Defamation as a Silencing Tool: A Pattern India Must Confront

The Anjana-Khan Sir case does not exist in a vacuum. It is one more entry in a growing catalogue of defamation suits deployed not to seek justice, but to silence criticism through the machinery of litigation. The cost of fighting a case- legal fees, court appearances, time, anxiety- is itself the punishment, regardless of whether the plaintiff ever wins.

Consider the pattern. In recent years, defamation suits and legal notices have been used against: journalist Paranjoy Guha Thakurta for investigative reporting on corporate interests; independent journalists Abhisar Sharma and Raju Parulekar over reporting on Adani’s Assam land deals; The Wire, Newslaundry, and journalist Ravish Kumar, who received content removal notices through a Delhi court’s provisional order following cases filed by Adani Enterprises Limited in September 2025.

Activist Medha Patkar, convicted in 2024 in a defamation case filed by Delhi’s Lt. Governor- a case that had dragged on for 23 years; comedian Kunal Kamra for a joke about Maharashtra Deputy CM Eknath Shinde; journalist Abhisar Sharma again, this time in a criminal defamation case filed in Gandhinagar; politicians Rahul Gandhi and multiple opposition leaders; independent news outlet Bhadas4Media; and journalists associated with Newslaundry and The Wire for coverage that powerful entities found inconvenient.

The Supreme Court itself, while examining a plea by the Foundation for Independent Journalism, observed that “time has come to decriminalise all this” — an implicit acknowledgment that India’s defamation laws are being weaponised. India retains criminal defamation under Section 356 of the Bharatiya Nyaya Sanhita, making it one of the few democracies where speaking your mind about a powerful person can land you in jail. The Global Investigative Journalism Network has documented how legal notices in India are often deployed as Strategic Lawsuits Against Public Participation (SLAPPs), not to win in court, but to bury the critic under legal expenses.

When a prime-time journalist files a ₹2 crore defamation suit against a teacher who runs affordable coaching classes, the question that every honest Indian must ask is: who has more resources to fight a legal battle here? And who is this suit really meant to silence?

The Fourth Pillar Is Not Cracked — It Has Collapsed

To understand how alarming the Anjana-Khan Sir case is, you must first understand what India’s mainstream media has become, and what it has chosen to stop being. The fourth pillar of democracy is meant to hold the other three accountable. In India today, that pillar does not merely lean. In significant parts, it has been hollowed out from within. The evidence is not editorial opinion. It is data.

In the 2026 World Press Freedom Index released by Reporters Without Borders, India is ranked 157th out of 180 countries — a six-place drop from 151st in 2025, which was itself up marginally from 159th in 2024 and 161st in 2023. For the first time in the history of the Index, over half of the world’s countries now fall into the “difficult” or “very serious” categories for press freedom. India remains firmly in the “very serious” category.

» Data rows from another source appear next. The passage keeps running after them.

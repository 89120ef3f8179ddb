//! Seeded QoE figures for simulated reports

use rand::distributions::{Distribution, Uniform};
use rand::rngs::StdRng;
use rand::{Rng, SeedableRng};
use serde_json::{json, Value};

/// Ranges the simulated client figures are drawn from
#[derive(Clone, Debug)]
pub struct QoeProfile {
    /// Startup delay range (ms)
    pub startup_ms: (f64, f64),
    /// Bitrate range (kbps)
    pub bitrate_kbps: (f64, f64),
    /// Buffer events per client
    pub buffers: (f64, f64),
    /// Buffer time range (ms)
    pub buffer_time_ms: (f64, f64),
    /// Probability that a client fails
    pub failure_prob: f64,
}

impl QoeProfile {
    /// Healthy stream
    pub fn good() -> Self {
        QoeProfile {
            startup_ms: (400.0, 900.0),
            bitrate_kbps: (2500.0, 4500.0),
            buffers: (0.0, 0.5),
            buffer_time_ms: (0.0, 200.0),
            failure_prob: 0.0,
        }
    }

    /// Struggling stream
    pub fn degraded() -> Self {
        QoeProfile {
            startup_ms: (2000.0, 6000.0),
            bitrate_kbps: (300.0, 1200.0),
            buffers: (2.0, 6.0),
            buffer_time_ms: (1500.0, 8000.0),
            failure_prob: 0.1,
        }
    }
}

impl Default for QoeProfile {
    fn default() -> Self {
        Self::good()
    }
}

/// Produces `report` payloads from a [`QoeProfile`]
pub struct ReportGenerator {
    profile: QoeProfile,
    rng: StdRng,
    failures: u64,
}

impl ReportGenerator {
    pub fn with_seed(profile: QoeProfile, seed: u64) -> Self {
        ReportGenerator {
            profile,
            rng: StdRng::seed_from_u64(seed),
            failures: 0,
        }
    }

    fn sample(&mut self, (min, max): (f64, f64)) -> f64 {
        if max <= min {
            return min;
        }
        Uniform::new(min, max).sample(&mut self.rng)
    }

    /// Metrics for a node currently running `target` clients
    pub fn next_metrics(&mut self, target: u64) -> Value {
        let failed = (0..target)
            .filter(|_| self.rng.gen_bool(self.profile.failure_prob.clamp(0.0, 1.0)))
            .count() as u64;
        self.failures += failed;
        let connected = target - failed;

        json!({
            "connected": connected,
            "avgStartup": self.sample(self.profile.startup_ms),
            "avgBitrate": self.sample(self.profile.bitrate_kbps),
            "avgBuffers": self.sample(self.profile.buffers),
            "avgBufferTime": self.sample(self.profile.buffer_time_ms),
            "cpu": self.rng.gen_range(0.05..0.95),
            "mem": self.rng.gen_range(0.1..0.8),
            "clients": target,
            "failures": self.failures,
        })
    }
}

India’s overall press freedom score decreased from 40.34 in 2014 to 31.28 in 2024 — a sustained, decade-long deterioration. With an average of three or four journalists killed in connection with their work every year, India is one of the world’s most dangerous countries for the media.

The RSF notes: “With a rise in violence against journalists, highly concentrated media ownership, and outlets with increasingly overt political alignment, press freedom is in crisis in ‘the world’s largest democracy.'”

Now ask yourself what India’s most-watched prime-time anchors have been doing while all of this unfolds.

They were not covering Manipur. For months, as violence tore through the northeast Indian state of Manipur, ethnic violence that displaced tens of thousands of people, burned homes, and claimed lives, large swaths of India’s Hindi-belt television news barely acknowledged what was happening. A state was burning. Prime time was discussing something else. It required citizens to share videos on social media before any meaningful national conversation began, and even then, coverage was asymmetric, belated, and politically cautious.

They largely failed on NEET. The National Eligibility cum Entrance Test paper leak scandal, which directly impacted hundreds of thousands of students and their families, shook the credibility of India’s entire competitive examination system, and sparked nationwide student protests — received fragmented and inconsistent coverage from mainstream media. The same anchors who devote prime-time hours to shouting matches about political parties gave only peripheral attention to the systemic institutional failure that had stolen years of preparation from a generation of students.

CBSE mark sheet irregularities, SSC exam controversies, issues that touch the daily lives of crores of Indian families — drift in and out of the news cycle without the sustained investigative attention they deserve.

In 2020, the Supreme Court had to intervene to restrain the telecast of the “UPSC Jihad” programme, marking an early acknowledgment that certain forms of hate speech — especially when amplified through mass media — implicate constitutional values. The fact that India’s highest court has repeatedly had to step in to address the communal content of news broadcasts — content designed to inflame, divide, and distract — tells you everything about where the editorial compass of a section of Indian television has settled.

India’s mainstream media has largely chosen ratings over reality, spectacle over substance, and communal heat over institutional accountability. That is not an accusation without evidence. That is a description of a decade’s worth of documented choices.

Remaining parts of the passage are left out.